SPLAY_PROTOTYPE(NAME, TYPE, FIELD, CMP);
SPLAY_GENERATE(NAME, TYPE, FIELD, CMP);
SPLAY_ENTRY(TYPE);
SPLAY_HEAD(HEADNAME, TYPE);
struct TYPE *SPLAY_INITIALIZER(SPLAY_HEAD *head);
SPLAY_ROOT(SPLAY_HEAD *head);
int SPLAY_EMPTY(SPLAY_HEAD *head);
struct TYPE *SPLAY_NEXT(NAME, SPLAY_HEAD *head, struct TYPE *elm);
struct TYPE *SPLAY_MIN(NAME, SPLAY_HEAD *head);
struct TYPE *SPLAY_MAX(NAME, SPLAY_HEAD *head);
struct TYPE *SPLAY_FIND(NAME, SPLAY_HEAD *head, struct TYPE *elm);
struct TYPE *SPLAY_LEFT(struct TYPE *elm, SPLAY_ENTRY NAME);
struct TYPE *SPLAY_RIGHT(struct TYPE *elm, SPLAY_ENTRY NAME);
SPLAY_FOREACH(VARNAME, NAME, SPLAY_HEAD *head);
void SPLAY_INIT(SPLAY_HEAD *head);
struct TYPE *SPLAY_INSERT(NAME, SPLAY_HEAD *head, struct TYPE *elm);
struct TYPE *SPLAY_REMOVE(NAME, SPLAY_HEAD *head, struct TYPE *elm);
RB_PROTOTYPE(NAME, TYPE, FIELD, CMP);
RB_PROTOTYPE_STATIC(NAME, TYPE, FIELD, CMP);
RB_GENERATE(NAME, TYPE, FIELD, CMP);
RB_GENERATE_STATIC(NAME, TYPE, FIELD, CMP);
RB_ENTRY(TYPE);
RB_HEAD(HEADNAME, TYPE);
RB_INITIALIZER(RB_HEAD *head);
struct TYPE *RB_ROOT(RB_HEAD *head);
int RB_EMPTY(RB_HEAD *head);
struct TYPE *RB_NEXT(NAME, RB_HEAD *head, struct TYPE *elm);
struct TYPE *RB_PREV(NAME, RB_HEAD *head, struct TYPE *elm);
struct TYPE *RB_MIN(NAME, RB_HEAD *head);
struct TYPE *RB_MAX(NAME, RB_HEAD *head);
struct TYPE *RB_FIND(NAME, RB_HEAD *head, struct TYPE *elm);
struct TYPE *RB_NFIND(NAME, RB_HEAD *head, struct TYPE *elm);
struct TYPE *RB_LEFT(struct TYPE *elm, RB_ENTRY NAME);
struct TYPE *RB_RIGHT(struct TYPE *elm, RB_ENTRY NAME);
struct TYPE *RB_PARENT(struct TYPE *elm, RB_ENTRY NAME);
RB_FOREACH(VARNAME, NAME, RB_HEAD *head);
RB_FOREACH_SAFE(VARNAME, NAME, RB_HEAD *head, TEMP_VARNAME);
RB_FOREACH_REVERSE(VARNAME, NAME, RB_HEAD *head);
RB_FOREACH_REVERSE_SAFE(VARNAME, NAME, RB_HEAD *head, TEMP_VARNAME);
void RB_INIT(RB_HEAD *head);
struct TYPE *RB_INSERT(NAME, RB_HEAD *head, struct TYPE *elm);
struct TYPE *RB_REMOVE(NAME, RB_HEAD *head, struct TYPE *elm);

Description

These macros define data structures for different types of trees: splay trees and red-black trees.

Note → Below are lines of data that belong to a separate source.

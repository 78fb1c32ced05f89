//! Edit guards: keep reference tokens atomic and place the cursor after
//! insertions.

use crate::codec;
use crate::document::{content_size, Document, Inline, Mark};
use crate::session::{ActiveSession, Session, Suggestion};
use crate::state::{EditorState, Selection, Transaction};

/// Grow a non-empty range so it never cuts a reference token in half.
pub fn widen_to_tokens(doc: &Document, from: usize, to: usize) -> (usize, usize) {
    if from >= to {
        return (from, to);
    }
    let from = match doc.span_at(from) {
        Some(span) if span.node.mark().is_some() => span.start,
        _ => from,
    };
    let to = match to.checked_sub(1).and_then(|last| doc.span_at(last)) {
        Some(span) if span.node.mark().is_some() => span.end,
        _ => to,
    };
    (from, to)
}

/// Replace `[from, to)` with `content` and put the cursor right after it.
pub fn replace_range(from: usize, to: usize, content: Vec<Inline>) -> Transaction {
    let end = from + content_size(&content);
    Transaction::new()
        .replace(from, to, content)
        .select(Selection::cursor(end))
}

/// Replace the current selection, widened to whole tokens.
pub fn replace_selection(state: &EditorState, content: Vec<Inline>) -> Transaction {
    let selection = state.selection();
    let (from, to) = widen_to_tokens(state.doc(), selection.from(), selection.to());
    replace_range(from, to, content)
}

/// Backspace with a collapsed selection right after a reference token
/// removes the whole token and leaves the cursor at its start.
pub fn atomic_backspace(state: &EditorState) -> Option<Transaction> {
    let selection = state.selection();
    if !selection.is_empty() {
        return None;
    }
    let span = state.doc().marked_run_before(selection.head)?;
    Some(
        Transaction::new()
            .delete(span.start, span.end)
            .select(Selection::cursor(span.start)),
    )
}

/// Forward delete counterpart of [`atomic_backspace`].
pub fn atomic_delete(state: &EditorState) -> Option<Transaction> {
    let selection = state.selection();
    if !selection.is_empty() {
        return None;
    }
    let span = state.doc().marked_run_after(selection.head)?;
    Some(
        Transaction::new()
            .delete(span.start, span.end)
            .select(Selection::cursor(span.start)),
    )
}

/// Full Backspace behaviour: token guard, then selection, then one
/// position.
pub fn delete_backward(state: &EditorState) -> Option<Transaction> {
    if let Some(tr) = atomic_backspace(state) {
        return Some(tr);
    }
    let selection = state.selection();
    if !selection.is_empty() {
        return Some(replace_selection(state, Vec::new()));
    }
    let pos = selection.head.checked_sub(1)?;
    Some(replace_range(pos, selection.head, Vec::new()))
}

/// Full Delete behaviour.
pub fn delete_forward(state: &EditorState) -> Option<Transaction> {
    if let Some(tr) = atomic_delete(state) {
        return Some(tr);
    }
    let selection = state.selection();
    if !selection.is_empty() {
        return Some(replace_selection(state, Vec::new()));
    }
    if selection.head >= state.doc().size() {
        return None;
    }
    Some(replace_range(selection.head, selection.head + 1, Vec::new()))
}

/// Typed text. Inside a token it extends the token; anywhere else it is
/// plain text replacing the selection.
pub fn type_text(state: &EditorState, text: &str) -> Transaction {
    let selection = state.selection();
    if selection.is_empty() && state.doc().inside_token(selection.head) {
        let end = selection.head + text.chars().count();
        return Transaction::new()
            .extend_token(selection.head, text)
            .select(Selection::cursor(end));
    }
    replace_selection(state, plain_inlines(text))
}

/// Plain text with `\n` turned into hard breaks, no reference parsing.
fn plain_inlines(text: &str) -> Vec<Inline> {
    let mut nodes = Vec::new();
    for (i, line) in text.split('\n').enumerate() {
        if i > 0 {
            nodes.push(Inline::HardBreak);
        }
        nodes.push(Inline::text(line));
    }
    nodes
}

/// Pasted text is re-tokenized so reference syntax becomes live tokens.
pub fn paste(state: &EditorState, text: &str) -> Transaction {
    replace_selection(state, codec::parse_inlines(text))
}

/// Hard line break at the cursor.
pub fn hard_break(state: &EditorState) -> Transaction {
    replace_selection(state, vec![Inline::HardBreak])
}

/// Replace the session's anchor range with the accepted suggestion as a
/// single marked run and close the session.
pub fn accept(session: &ActiveSession, suggestion: &Suggestion) -> Transaction {
    let kind = session.trigger.mark_kind();
    let mark = Mark::new(kind, suggestion.name.clone(), suggestion.value.clone());
    let text = format!("{}{} ", kind.sigil(), suggestion.name);
    replace_range(
        session.anchor_from,
        session.anchor_to,
        vec![Inline::marked(text, mark)],
    )
    .set_session(Session::Inactive)
}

In the macro definitions, TYPE is the name tag of a user-defined structure that must contain a field named FIELD, of type SPLAY_ENTRY or RB_ENTRY. The argument HEADNAME is the name tag of a user defined structure that must be declared using the macros SPLAY_HEAD() or RB_HEAD(). The argument NAME has to be a unique name prefix for every tree that is defined.

Splay Trees

A splay tree is a self-organizing data structure. Every operation on the tree causes a splay to happen. The splay moves the requested node to the root of the tree and partly rebalances it. This has the benefit that request locality causes faster lookups as the requested nodes move to the top of the tree. On the other hand, every lookup causes memory writes

The Balance Theorem bounds the total access time for m operations and n inserts on an initially empty tree as O((m + n)lg n). The amortized cost for a sequence of m accesses to a splay tree is O(lg n).

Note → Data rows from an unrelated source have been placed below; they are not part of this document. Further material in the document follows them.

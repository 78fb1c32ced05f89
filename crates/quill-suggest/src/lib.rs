//! quill-suggest: Suggestion sources (workspace files, agents) and routing.

pub mod builtin;
mod error;
pub mod icons;
pub mod registry;
pub mod score;
pub mod traits;

pub use builtin::agents::AgentSource;
pub use builtin::register_all;
pub use builtin::workspace::{DirEntry, FileEntry, WorkspaceIndex, WorkspaceSource};
pub use error::SuggestError;
pub use registry::SuggestionRegistry;
pub use traits::SuggestionSource;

A splay tree is headed by a structure defined by the SPLAY_HEAD() macro. A SPLAY_HEAD structure is declared as follows:

SPLAY_HEAD(HEADNAME, TYPE) head;

where HEADNAME is the name of the structure to be defined, and struct TYPE is the type of the elements to be inserted into the tree.

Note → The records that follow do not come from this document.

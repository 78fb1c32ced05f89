//! Trigger detection: does the text before the cursor open an
//! autocomplete session?

use crate::document::{Document, MarkKind};
use serde::{Deserialize, Serialize};
use std::fmt;

/// Character that opens an autocomplete session.
#[derive(Debug, Clone, Copy, PartialEq, Eq, Hash, Serialize, Deserialize)]
pub enum Trigger {
    #[serde(rename = "@")]
    Mention,
    #[serde(rename = "#")]
    Hashtag,
}

impl Trigger {
    pub fn from_char(c: char) -> Option<Self> {
        match c {
            '@' => Some(Trigger::Mention),
            '#' => Some(Trigger::Hashtag),
            _ => None,
        }
    }

    pub fn as_char(self) -> char {
        match self {
            Trigger::Mention => '@',
            Trigger::Hashtag => '#',
        }
    }

    /// Mark applied to a suggestion accepted under this trigger.
    pub fn mark_kind(self) -> MarkKind {
        match self {
            Trigger::Mention => MarkKind::Mention,
            Trigger::Hashtag => MarkKind::Hashtag,
        }
    }
}

impl fmt::Display for Trigger {
    fn fmt(&self, f: &mut fmt::Formatter<'_>) -> fmt::Result {
        write!(f, "{}", self.as_char())
    }
}

/// A detected trigger: the token `[from, to)` is the trigger character
/// followed by `query`.
#[derive(Debug, Clone, PartialEq, Eq)]
pub struct TriggerMatch {
    pub trigger: Trigger,
    pub query: String,
    pub from: usize,
    pub to: usize,
}

/// Look at the whitespace-delimited token ending at `cursor`.
///
/// Returns `None` when the cursor is inside a reference token, when the
/// token is empty or does not start with `@`/`#`, or when any part of the
/// token already belongs to a reference.
pub fn detect(doc: &Document, cursor: usize) -> Option<TriggerMatch> {
    let cursor = cursor.min(doc.size());
    if doc.inside_token(cursor) {
        return None;
    }

    let (line_start, _) = doc.line_bounds(cursor);
    let before = doc.text_between(line_start, cursor);
    let token_len = before
        .chars()
        .rev()
        .take_while(|c| !c.is_whitespace())
        .count();
    if token_len == 0 {
        return None;
    }

    let from = cursor - token_len;
    if doc.has_mark_between(from, cursor) {
        return None;
    }

    let token = doc.text_between(from, cursor);
    let mut chars = token.chars();
    let trigger = chars.next().and_then(Trigger::from_char)?;
    Some(TriggerMatch {
        trigger,
        query: chars.as_str().to_string(),
        from,
        to: cursor,
    })
}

The SPLAY_ENTRY() macro declares a structure that allows elements to be connected in the tree.

To use the functions that manipulate the tree structure, their prototypes need to be declared with the SPLAY_PROTOTYPE() macro, where NAME is a unique identifier for this particular tree. The TYPE argument is the type of the structure that is being managed by the tree. The FIELD argument is the name of the element defined by SPLAY_ENTRY().

The function bodies are generated with the SPLAY_GENERATE() macro. It takes the same arguments as the SPLAY_PROTOTYPE() macro, but should be used only once.

The CMP argument is the name of a function used to compare trees' nodes with each other. The function takes two arguments of type struct TYPE *. If the first argument is smaller than the second, the function returns a value smaller than zero. If they are equal, the function returns zero. Otherwise, it should return a value greater than zero. The compare function defines the order of the tree elements.

The SPLAY_INIT() macro initializes the tree referenced by head.

The splay tree can also be initialized statically by using the SPLAY_INITIALIZER() macro as follows:

SPLAY_HEAD(HEADNAME, TYPE) head = SPLAY_INITIALIZER(&head);

The SPLAY_INSERT() macro inserts the new element elm into the tree. Upon success, NULL is returned. If a matching element already exists in the tree, the insertion is aborted, and a pointer to the existing element is returned.

The SPLAY_REMOVE() macro removes the element elm from the tree pointed by head. Upon success, a pointer to the removed element is returned. NULL is returned if elm is not present in the tree.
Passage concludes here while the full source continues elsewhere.